Requirement => Would you return every line of the listing below that has "Info" in it?
+ + +
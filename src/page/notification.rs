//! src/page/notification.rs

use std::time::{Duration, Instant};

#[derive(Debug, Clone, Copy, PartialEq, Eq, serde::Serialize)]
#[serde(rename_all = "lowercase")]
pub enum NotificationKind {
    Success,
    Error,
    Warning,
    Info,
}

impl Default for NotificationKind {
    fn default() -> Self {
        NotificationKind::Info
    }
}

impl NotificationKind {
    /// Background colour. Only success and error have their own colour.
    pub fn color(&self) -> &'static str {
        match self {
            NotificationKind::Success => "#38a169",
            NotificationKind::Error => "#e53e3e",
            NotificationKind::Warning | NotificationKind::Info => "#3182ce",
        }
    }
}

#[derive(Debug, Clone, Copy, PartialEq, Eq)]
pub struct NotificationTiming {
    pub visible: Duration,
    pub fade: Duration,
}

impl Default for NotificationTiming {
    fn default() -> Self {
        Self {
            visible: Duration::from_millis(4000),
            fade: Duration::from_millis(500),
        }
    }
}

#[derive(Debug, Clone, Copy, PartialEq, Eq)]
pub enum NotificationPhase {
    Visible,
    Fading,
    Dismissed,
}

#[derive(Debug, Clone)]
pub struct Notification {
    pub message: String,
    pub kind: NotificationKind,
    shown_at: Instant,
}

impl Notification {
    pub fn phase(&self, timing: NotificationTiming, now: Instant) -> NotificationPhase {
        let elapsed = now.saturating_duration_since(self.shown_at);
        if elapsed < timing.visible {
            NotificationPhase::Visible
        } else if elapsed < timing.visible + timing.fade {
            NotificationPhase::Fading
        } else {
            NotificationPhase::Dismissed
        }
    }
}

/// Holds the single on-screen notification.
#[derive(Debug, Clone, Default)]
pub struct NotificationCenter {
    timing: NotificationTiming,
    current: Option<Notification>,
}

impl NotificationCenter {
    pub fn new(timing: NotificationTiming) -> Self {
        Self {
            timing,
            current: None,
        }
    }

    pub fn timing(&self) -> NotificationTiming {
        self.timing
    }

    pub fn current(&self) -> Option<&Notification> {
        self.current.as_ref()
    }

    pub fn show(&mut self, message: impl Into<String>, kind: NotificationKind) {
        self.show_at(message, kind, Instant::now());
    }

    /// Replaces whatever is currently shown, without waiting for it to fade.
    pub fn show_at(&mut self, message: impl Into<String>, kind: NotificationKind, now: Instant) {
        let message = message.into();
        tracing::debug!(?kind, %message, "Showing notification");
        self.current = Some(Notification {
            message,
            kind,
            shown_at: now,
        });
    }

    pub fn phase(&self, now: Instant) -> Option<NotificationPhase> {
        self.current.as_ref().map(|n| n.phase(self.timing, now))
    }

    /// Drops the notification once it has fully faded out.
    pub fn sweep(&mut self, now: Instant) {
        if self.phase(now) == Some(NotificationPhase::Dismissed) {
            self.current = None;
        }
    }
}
+ + +
Output of the task =>
    Info,
        NotificationKind::Info
            NotificationKind::Warning | NotificationKind::Info => "#3182ce",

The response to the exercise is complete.